The good news is that your hair will start growing again even before you finish treatment. It will return initially as very fine, baby-fluff hair, and then grow out. Most women find their hair comes back in a slightly different colour, and is often ‘wiry’ (some call this 'chemo curls') for some time until your natural hair texture returns.
Talking about sex
Cancer treatments can cause changes which impact sexual function and intimacy. If you're going through treatment-induced menopause, you might find your sexual desire reduced, and you might notice vaginal dryness/discomfort during intercourse. Other symptoms could be less intense/frequent orgasm, decreased urinary control, altered skin sensation, decreased shoulder/chest mobility and fatigue.
It's normal to also experience some emotional changes, like poor self-image, irritability, depression/moodiness, and disruption of your usual sexual patterns or habits. These changes can create barriers in a relationship, like helplessness and frustration, embarrassment, misinformation and misunderstanding.
It's important that you communicate with your partner during this stage of treatment. If you’re in a sexual relationship – or thinking about one – there’s no reason why your diagnosis should make you stop. However, with all the changes your body is going through, your sexual motivation may be different than it used to be.
Try and talk with your partner about what you both want and how to keep your intimacy going. Maybe intercourse isn’t for you right now, but there are other ways of being intimate with each other. Talk, explore, break down the barriers… and don’t forget the role of humour and fun.
Here are a few tips:
- Try different positions – after surgery you might find your arm/chest area is sore for a while. You can also use cushions to ease discomfort
- Be an ‘active listener’ – discuss your needs and frustrations. Encourage your partner to tell you what they're going through, because they may be confused about sex, afraid of hurting you and need some guidance.
- Talk about your cancer and how it is affecting you physically. You can talk outside of the bedroom – visit a favourite place and discuss non-sexual aspects of your relationship too.
- If you're experiencing vaginal pain or discomfort during sex, see your GP to check that this is not due to an infection. You can use water-based or silicone-based lubricants to help overcome vaginal dryness but avoid oils (such as baby oil) as they can lead to vaginal inflammation. You may notice an increase in bladder infections after sex – see your GP if this happens for you. Ask for a referral to a gynaecologist if your physical issues are not improving.
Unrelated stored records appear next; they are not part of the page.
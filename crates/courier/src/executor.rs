//! Unary request executor.
//!
//! Turns a [`RequestSpec`] into one HTTP exchange bounded by a timeout and by
//! cancellation. The executor holds no state across calls.

use std::time::{Duration, Instant};

use bytes::Bytes;
use reqwest::header::{AUTHORIZATION, CONTENT_TYPE, HeaderValue};
use reqwest::{Client, RequestBuilder, StatusCode};
use tokio_util::sync::CancellationToken;
use tracing::debug;

use crate::error::RequestError;
use crate::request::{
    CONTENT_TYPE_JSON, CONTENT_TYPE_TEXT, RequestBody, RequestSpec, ResponseMode,
};

/// Response as produced by the executor, before any envelope decoding.
#[derive(Debug)]
pub enum RawResponse {
    /// Body fully read within the call's timeout.
    Buffered {
        status: StatusCode,
        url: String,
        body: Bytes,
    },
    /// Headers received; the body is left for a downstream decoder.
    Streaming {
        url: String,
        response: reqwest::Response,
    },
}

impl RawResponse {
    pub fn status(&self) -> StatusCode {
        match self {
            Self::Buffered { status, .. } => *status,
            Self::Streaming { response, .. } => response.status(),
        }
    }

    pub fn url(&self) -> &str {
        match self {
            Self::Buffered { url, .. } | Self::Streaming { url, .. } => url,
        }
    }

    /// Status, final URL and body, reading a streaming body to the end if needed.
    pub async fn into_buffered(self) -> Result<(StatusCode, String, Bytes), RequestError> {
        match self {
            Self::Buffered { status, url, body } => Ok((status, url, body)),
            Self::Streaming { url, response } => {
                let status = response.status();
                let body = response.bytes().await?;
                Ok((status, url, body))
            }
        }
    }
}

pub struct Executor {
    client: Client,
    default_timeout: Duration,
    shutdown: CancellationToken,
}

impl Executor {
    pub fn new(client: Client, default_timeout: Duration, shutdown: CancellationToken) -> Self {
        Self {
            client,
            default_timeout,
            shutdown,
        }
    }

    pub fn default_timeout(&self) -> Duration {
        self.default_timeout
    }

    pub fn shutdown_token(&self) -> &CancellationToken {
        &self.shutdown
    }

    /// Run one exchange for `spec` against the already-resolved `url`.
    ///
    /// `authorization` is the session credential chosen by the interceptor; an
    /// explicit authorization set on the request always wins over it.
    pub async fn fetch(
        &self,
        spec: &RequestSpec,
        url: &str,
        authorization: Option<&str>,
    ) -> Result<RawResponse, RequestError> {
        let request = self.build_request(spec, url, authorization)?;
        let timeout = spec.timeout_override().unwrap_or(self.default_timeout);
        let mode = spec.mode();
        let started = Instant::now();

        debug!(method = %spec.method(), %url, timeout_ms = timeout.as_millis() as u64, "Dispatching request");

        let exchange = exchange(request, mode, url.to_string());

        // Whichever branch finishes first drops the others, which aborts the
        // in-flight exchange and disarms the timer on every exit path.
        let outcome = tokio::select! {
            biased;
            _ = self.shutdown.cancelled() => Err(RequestError::Cancelled { url: url.to_string() }),
            _ = caller_cancelled(spec.cancellation()) => Err(RequestError::Cancelled { url: url.to_string() }),
            result = tokio::time::timeout(timeout, exchange) => match result {
                Ok(result) => result,
                Err(_) => Err(RequestError::Timeout { url: url.to_string(), timeout }),
            },
        };

        match &outcome {
            Ok(response) => debug!(
                %url,
                status = response.status().as_u16(),
                elapsed_ms = started.elapsed().as_millis() as u64,
                "Request completed"
            ),
            Err(e) => debug!(%url, error = %e, "Request failed"),
        }
        outcome
    }

    pub(crate) fn build_request(
        &self,
        spec: &RequestSpec,
        url: &str,
        authorization: Option<&str>,
    ) -> Result<RequestBuilder, RequestError> {
        // negotiated values replace caller-supplied ones instead of appending
        let mut headers = spec.headers().clone();
        match spec.body() {
            // reqwest writes the multipart content type together with its boundary
            RequestBody::Form(_) => {
                headers.remove(CONTENT_TYPE);
            }
            RequestBody::Json(_) => {
                headers.insert(CONTENT_TYPE, HeaderValue::from_static(CONTENT_TYPE_JSON));
            }
            RequestBody::Empty => {
                headers.insert(CONTENT_TYPE, HeaderValue::from_static(CONTENT_TYPE_TEXT));
            }
        }

        if let Some(value) = spec.explicit_authorization().or(authorization) {
            let value = HeaderValue::from_str(value)
                .map_err(|e| RequestError::invalid_header(AUTHORIZATION.as_str(), e.to_string()))?;
            headers.insert(AUTHORIZATION, value);
        }

        let builder = self
            .client
            .request(spec.method().clone(), url)
            .headers(headers);

        let builder = match spec.body() {
            RequestBody::Form(form) => builder.multipart(form.to_multipart()?),
            RequestBody::Json(bytes) => builder.body(bytes.clone()),
            RequestBody::Empty => builder,
        };

        Ok(builder)
    }
}

async fn exchange(
    request: RequestBuilder,
    mode: ResponseMode,
    url: String,
) -> Result<RawResponse, RequestError> {
    let response = request.send().await?;
    if mode == ResponseMode::Raw {
        return Ok(RawResponse::Streaming { url, response });
    }
    let status = response.status();
    let body = response.bytes().await?;
    Ok(RawResponse::Buffered { status, url, body })
}

async fn caller_cancelled(token: Option<&CancellationToken>) {
    match token {
        Some(token) => token.cancelled().await,
        None => std::future::pending().await,
    }
}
- If you and your partner are unable to find a way forward sexually, a few sessions with a sex therapist could be really helpful. You can call 0800 BC NURSE for recommendations on who to talk to.
Webinar: Sex after breast cancer
Our webinar looks at those things that aren't often discussed: how to overcome side effects like vaginal dryness, fatigue and little or no libido, to get your sex life back on track.
Some women let potential partners know right away, that they have had breast cancer or are undergoing treatment. Others may prefer to wait until the time for intimacy is closer. Do whatever feels right for you. If the person backs away after hearing your news, then they probably aren’t the real deal. The right partner will be understanding about breast cancer – that person will not see your situation in a negative light.
If you’re finding it hard to broach the subject in a new relationship, seeing a professional counsellor can help. Your breast care nurse can provide advice too. You may wish to discuss the impact of your treatment on your sexuality with your medical team (even if you’re not in a relationship).